## Your task
Pull every line containing the word "ArithHandler" from the records.

## Exercise data
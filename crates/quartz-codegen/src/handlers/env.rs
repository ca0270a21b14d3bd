//! Handler for transaction environment reads (`msg.sender`,
//! `block.timestamp` and friends), which map to runtime intrinsics.

use crate::context::{c_type, GenContext};
use crate::engine::{Emitted, Engine, Handler};
use quartz_ir::{IrExpression, Scope, Type};

fn intrinsic(object: &IrExpression, property: &str) -> Option<&'static str> {
    let IrExpression::Var {
        name,
        scope: Scope::Memory,
        ty: Type::Void,
    } = object
    else {
        return None;
    };
    match (name.as_str(), property) {
        ("msg", "sender") => Some("msg_sender"),
        ("msg", "value") => Some("msg_value"),
        ("block", "number") => Some("block_number"),
        ("block", "timestamp") => Some("block_timestamp"),
        _ => None,
    }
}

pub struct EnvHandler;

impl Handler for EnvHandler {
    fn name(&self) -> &'static str {
        "env"
    }

    fn can_handle(&self, expr: &IrExpression) -> bool {
        matches!(
            expr,
            IrExpression::Member { object, property, .. }
                if intrinsic(object, property).is_some()
        )
    }

    fn handle(&self, expr: &IrExpression, _engine: &Engine, ctx: &mut GenContext) -> Emitted {
        let IrExpression::Member {
            object,
            property,
            ty,
        } = expr
        else {
            unreachable!()
        };
        let call = intrinsic(object, property).unwrap();
        let temp = ctx.temps.fresh();
        Emitted::value(
            vec![format!("{} {} = {}();", c_type(ty), temp, call)],
            temp,
            ty.clone(),
        )
    }
}
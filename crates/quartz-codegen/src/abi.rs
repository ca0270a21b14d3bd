//! ABI description of the compiled contract: selectors for the dispatch
//! table and a JSON document listing every externally callable method,
//! event and error.

use quartz_ir::{IrContract, IrMethod, Type, Visibility};
use serde::Serialize;
use tiny_keccak::{Hasher, Keccak};

pub fn abi_type(ty: &Type) -> String {
    ty.abi_name().unwrap_or_else(|| "uint256".to_string())
}

/// Canonical signature text, e.g. `transfer(address,uint256)`.
pub fn abi_signature<'a>(name: &str, types: impl Iterator<Item = &'a Type>) -> String {
    let joined = types.map(|t| abi_type(t)).collect::<Vec<_>>().join(",");
    format!("{}({})", name, joined)
}

/// First four bytes of the keccak-256 of the canonical signature,
/// big-endian.
pub fn selector(signature: &str) -> u32 {
    let mut hasher = Keccak::v256();
    let mut digest = [0u8; 32];
    hasher.update(signature.as_bytes());
    hasher.finalize(&mut digest);
    u32::from_be_bytes([digest[0], digest[1], digest[2], digest[3]])
}

pub fn method_signature(method: &IrMethod) -> String {
    abi_signature(&method.name, method.params.iter().map(|p| &p.ty))
}

#[derive(Debug, Clone, Serialize)]
pub struct AbiParam {
    pub name: String,
    #[serde(rename = "type")]
    pub kind: String,
    #[serde(skip_serializing_if = "Option::is_none")]
    pub indexed: Option<bool>,
}

#[derive(Debug, Clone, Serialize)]
#[serde(rename_all = "camelCase")]
pub struct AbiEntry {
    #[serde(rename = "type")]
    pub kind: String,
    #[serde(skip_serializing_if = "Option::is_none")]
    pub name: Option<String>,
    #[serde(skip_serializing_if = "Option::is_none")]
    pub visibility: Option<String>,
    pub inputs: Vec<AbiParam>,
    #[serde(skip_serializing_if = "Option::is_none")]
    pub outputs: Option<Vec<AbiParam>>,
    #[serde(skip_serializing_if = "Option::is_none")]
    pub state_mutability: Option<String>,
    #[serde(skip_serializing_if = "Option::is_none")]
    pub selector: Option<String>,
}

fn plain_param(name: &str, ty: &Type) -> AbiParam {
    AbiParam {
        name: name.to_string(),
        kind: abi_type(ty),
        indexed: None,
    }
}

/// Build the ABI for the flattened contract. `methods` is the already
/// deduplicated, order-preserving method list that codegen emits.
pub fn build_abi(contract: &IrContract, methods: &[&IrMethod]) -> Vec<AbiEntry> {
    let mut entries = Vec::new();

    if let Some(ctor) = methods.iter().rev().find(|m| m.is_constructor) {
        entries.push(AbiEntry {
            kind: "constructor".to_string(),
            name: None,
            visibility: Some(ctor.visibility.to_string()),
            inputs: ctor
                .params
                .iter()
                .map(|p| plain_param(&p.name, &p.ty))
                .collect(),
            outputs: None,
            state_mutability: Some("nonpayable".to_string()),
            selector: None,
        });
    }

    for method in methods {
        if method.is_constructor || !method.is_externally_callable() {
            continue;
        }
        let outputs = match &method.return_type {
            Type::Void => Vec::new(),
            ty => vec![plain_param("", ty)],
        };
        let mutability = if method.visibility == Visibility::View {
            "view"
        } else {
            "nonpayable"
        };
        entries.push(AbiEntry {
            kind: "function".to_string(),
            name: Some(method.name.clone()),
            visibility: Some(method.visibility.to_string()),
            inputs: method
                .params
                .iter()
                .map(|p| plain_param(&p.name, &p.ty))
                .collect(),
            outputs: Some(outputs),
            state_mutability: Some(mutability.to_string()),
            selector: Some(format!("0x{:08x}", selector(&method_signature(method)))),
        });
    }

    for event in &contract.events {
        entries.push(AbiEntry {
            kind: "event".to_string(),
            name: Some(event.name.clone()),
            visibility: None,
            inputs: event
                .params
                .iter()
                .map(|p| AbiParam {
                    name: p.name.clone(),
                    kind: abi_type(&p.ty),
                    indexed: Some(p.indexed),
                })
                .collect(),
            outputs: None,
            state_mutability: None,
            selector: None,
        });
    }

    for error in &contract.errors {
        entries.push(AbiEntry {
            kind: "error".to_string(),
            name: Some(error.name.clone()),
            visibility: None,
            inputs: error
                .params
                .iter()
                .map(|p| plain_param(&p.name, &p.ty))
                .collect(),
            outputs: None,
            state_mutability: None,
            selector: None,
        });
    }

    entries
}

pub fn to_json(entries: &[AbiEntry]) -> serde_json::Result<String> {
    serde_json::to_string_pretty(entries)
}
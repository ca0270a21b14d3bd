use quartz_ir::{Diagnostics, IrContract, Type};

/// Mutable state threaded through one emission run: the temp counter,
/// the warning sink, and the contract being generated.
pub struct GenContext<'a> {
    pub contract: &'a IrContract,
    pub temps: TempAllocator,
    pub warnings: Diagnostics,
    pub file: String,
    /// Line of the method currently being emitted; IR expressions carry
    /// no position of their own, so warnings point here.
    pub current_line: usize,
}

impl<'a> GenContext<'a> {
    pub fn new(contract: &'a IrContract, file: impl Into<String>) -> Self {
        Self {
            contract,
            temps: TempAllocator::new(),
            warnings: Diagnostics::new(),
            file: file.into(),
            current_line: 0,
        }
    }
}

/// Allocates `_t<N>` names. Reset at each function boundary so the
/// numbering inside a function never depends on what was emitted before
/// it.
#[derive(Debug, Default)]
pub struct TempAllocator {
    next: u32,
}

impl TempAllocator {
    pub fn new() -> Self {
        Self { next: 0 }
    }

    pub fn fresh(&mut self) -> String {
        let name = format!("_t{}", self.next);
        self.next += 1;
        name
    }

    pub fn reset(&mut self) {
        self.next = 0;
    }
}

/// Spelling of an IR type in the generated source. Mappings never
/// materialize as values, so they degrade to a bare word.
pub fn c_type(ty: &Type) -> String {
    match ty {
        Type::Mapping(_, _) | Type::Function(_) => "u256".to_string(),
        other => other.target_name(),
    }
}

/// Runtime helper prefix for a word-like type (`u256_copy`, `addr_eq`
/// and friends).
pub fn runtime_prefix(ty: &Type) -> &'static str {
    match ty {
        Type::I256 => "i256",
        Type::Address => "addr",
        Type::Bytes => "bytes",
        _ => "u256",
    }
}
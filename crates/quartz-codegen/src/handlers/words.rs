//! Handlers for word-shaped values: u256, i256, addresses and bytes.
//! One family instance per type keeps the chains separate while the
//! emission shape stays shared.

use crate::context::GenContext;
use crate::engine::{Emitted, Engine, Handler};
use num_traits::ToPrimitive;
use quartz_ir::{IrExpression, Literal, Scope, Type};

/// One word-like type family: its IR type, its spelling in the target,
/// and the prefix of the runtime helpers that operate on it.
#[derive(Debug, Clone)]
pub struct Family {
    pub ty: Type,
    pub c: &'static str,
    pub prefix: &'static str,
}

pub fn uint_family() -> Family {
    Family {
        ty: Type::U256,
        c: "u256",
        prefix: "u256",
    }
}

pub fn int_family() -> Family {
    Family {
        ty: Type::I256,
        c: "i256",
        prefix: "i256",
    }
}

pub fn address_family() -> Family {
    Family {
        ty: Type::Address,
        c: "addr_t",
        prefix: "addr",
    }
}

pub fn bytes_family() -> Family {
    Family {
        ty: Type::Bytes,
        c: "bytes_t",
        prefix: "bytes",
    }
}

pub struct NumberLiteralHandler(pub Family);

impl Handler for NumberLiteralHandler {
    fn name(&self) -> &'static str {
        "number-literal"
    }

    fn can_handle(&self, expr: &IrExpression) -> bool {
        matches!(
            expr,
            IrExpression::Literal { value: Literal::Number(_), ty } if *ty == self.0.ty
        )
    }

    fn handle(&self, expr: &IrExpression, _engine: &Engine, ctx: &mut GenContext) -> Emitted {
        let IrExpression::Literal {
            value: Literal::Number(n),
            ..
        } = expr
        else {
            unreachable!()
        };
        let temp = ctx.temps.fresh();
        let init = match n.to_u64() {
            Some(small) => format!("{}_from_u64({})", self.0.prefix, small),
            None => format!("{}_from_hex(\"0x{:x}\")", self.0.prefix, n),
        };
        Emitted::value(
            vec![format!("{} {} = {};", self.0.c, temp, init)],
            temp,
            self.0.ty.clone(),
        )
    }
}

pub struct StorageLoadHandler(pub Family);

impl Handler for StorageLoadHandler {
    fn name(&self) -> &'static str {
        "storage-load"
    }

    fn can_handle(&self, expr: &IrExpression) -> bool {
        matches!(
            expr,
            IrExpression::Var { scope: Scope::Storage, ty, .. } if *ty == self.0.ty
        )
    }

    fn handle(&self, expr: &IrExpression, _engine: &Engine, ctx: &mut GenContext) -> Emitted {
        let IrExpression::Var { name, .. } = expr else {
            unreachable!()
        };
        let temp = ctx.temps.fresh();
        Emitted::value(
            vec![format!("{} {} = load_{}();", self.0.c, temp, name)],
            temp,
            self.0.ty.clone(),
        )
    }
}

/// Reading a local always copies into a fresh temp, so later writes to
/// either name cannot alias each other.
pub struct LocalReadHandler(pub Family);

impl Handler for LocalReadHandler {
    fn name(&self) -> &'static str {
        "local-read"
    }

    fn can_handle(&self, expr: &IrExpression) -> bool {
        matches!(
            expr,
            IrExpression::Var { scope: Scope::Memory, ty, .. } if *ty == self.0.ty
        )
    }

    fn handle(&self, expr: &IrExpression, _engine: &Engine, ctx: &mut GenContext) -> Emitted {
        let IrExpression::Var { name, .. } = expr else {
            unreachable!()
        };
        let temp = ctx.temps.fresh();
        Emitted::value(
            vec![format!(
                "{} {} = {}_copy({});",
                self.0.c, temp, self.0.prefix, name
            )],
            temp,
            self.0.ty.clone(),
        )
    }
}

pub struct StoreHandler(pub Family);

impl Handler for StoreHandler {
    fn name(&self) -> &'static str {
        "storage-store"
    }

    fn can_handle(&self, expr: &IrExpression) -> bool {
        matches!(
            expr,
            IrExpression::Call { target, receiver: Some(r), .. }
                if target == "store"
                    && matches!(&**r, IrExpression::Var { scope: Scope::Storage, ty, .. } if *ty == self.0.ty)
        )
    }

    fn handle(&self, expr: &IrExpression, engine: &Engine, ctx: &mut GenContext) -> Emitted {
        let IrExpression::Call { receiver, args, .. } = expr else {
            unreachable!()
        };
        let Some(IrExpression::Var { name, .. }) = receiver.as_deref() else {
            unreachable!()
        };
        let value = engine.emit(&args[0], ctx);
        let mut setup = value.setup;
        setup.push(format!("store_{}({});", name, value.value));
        Emitted::unit(setup)
    }
}

pub struct AssignHandler(pub Family);

impl Handler for AssignHandler {
    fn name(&self) -> &'static str {
        "local-assign"
    }

    fn can_handle(&self, expr: &IrExpression) -> bool {
        matches!(
            expr,
            IrExpression::Call { target, receiver: Some(r), .. }
                if target == "assign"
                    && matches!(&**r, IrExpression::Var { scope: Scope::Memory, ty, .. } if *ty == self.0.ty)
        )
    }

    fn handle(&self, expr: &IrExpression, engine: &Engine, ctx: &mut GenContext) -> Emitted {
        let IrExpression::Call { receiver, args, .. } = expr else {
            unreachable!()
        };
        let Some(IrExpression::Var { name, .. }) = receiver.as_deref() else {
            unreachable!()
        };
        let value = engine.emit(&args[0], ctx);
        let mut setup = value.setup;
        setup.push(format!("{} = {};", name, value.value));
        Emitted::unit(setup)
    }
}

const ARITH_TARGETS: &[&str] = &["add", "sub", "mul", "div", "mod"];

pub struct ArithHandler(pub Family);

impl Handler for ArithHandler {
    fn name(&self) -> &'static str {
        "arith"
    }

    fn can_handle(&self, expr: &IrExpression) -> bool {
        matches!(
            expr,
            IrExpression::Call { target, receiver: Some(_), ret, .. }
                if ARITH_TARGETS.contains(&target.as_str()) && *ret == self.0.ty
        )
    }

    fn handle(&self, expr: &IrExpression, engine: &Engine, ctx: &mut GenContext) -> Emitted {
        let IrExpression::Call {
            target,
            receiver,
            args,
            ..
        } = expr
        else {
            unreachable!()
        };
        let left = engine.emit(receiver.as_deref().unwrap(), ctx);
        let right = engine.emit(&args[0], ctx);
        let mut setup = left.setup;
        setup.extend(right.setup);
        let temp = ctx.temps.fresh();
        setup.push(format!(
            "{} {} = {}_{}({}, {});",
            self.0.c, temp, self.0.prefix, target, left.value, right.value
        ));
        Emitted::value(setup, temp, self.0.ty.clone())
    }
}

pub struct NegHandler(pub Family);

impl Handler for NegHandler {
    fn name(&self) -> &'static str {
        "neg"
    }

    fn can_handle(&self, expr: &IrExpression) -> bool {
        matches!(
            expr,
            IrExpression::Call { target, receiver: Some(_), ret, .. }
                if target == "neg" && *ret == self.0.ty
        )
    }

    fn handle(&self, expr: &IrExpression, engine: &Engine, ctx: &mut GenContext) -> Emitted {
        let IrExpression::Call { receiver, .. } = expr else {
            unreachable!()
        };
        let operand = engine.emit(receiver.as_deref().unwrap(), ctx);
        let mut setup = operand.setup;
        let temp = ctx.temps.fresh();
        setup.push(format!(
            "{} {} = {}_neg({});",
            self.0.c, temp, self.0.prefix, operand.value
        ));
        Emitted::value(setup, temp, self.0.ty.clone())
    }
}

pub struct BytesLiteralHandler;

impl Handler for BytesLiteralHandler {
    fn name(&self) -> &'static str {
        "bytes-literal"
    }

    fn can_handle(&self, expr: &IrExpression) -> bool {
        matches!(
            expr,
            IrExpression::Literal {
                value: Literal::Str(_),
                ..
            }
        )
    }

    fn handle(&self, expr: &IrExpression, _engine: &Engine, ctx: &mut GenContext) -> Emitted {
        let IrExpression::Literal {
            value: Literal::Str(text),
            ..
        } = expr
        else {
            unreachable!()
        };
        let temp = ctx.temps.fresh();
        Emitted::value(
            vec![format!(
                "bytes_t {} = bytes_from_literal(\"{}\");",
                temp,
                text.escape_default()
            )],
            temp,
            Type::Bytes,
        )
    }
}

## Answer space
pub struct ArithHandler(pub Family);
impl Handler for ArithHandler {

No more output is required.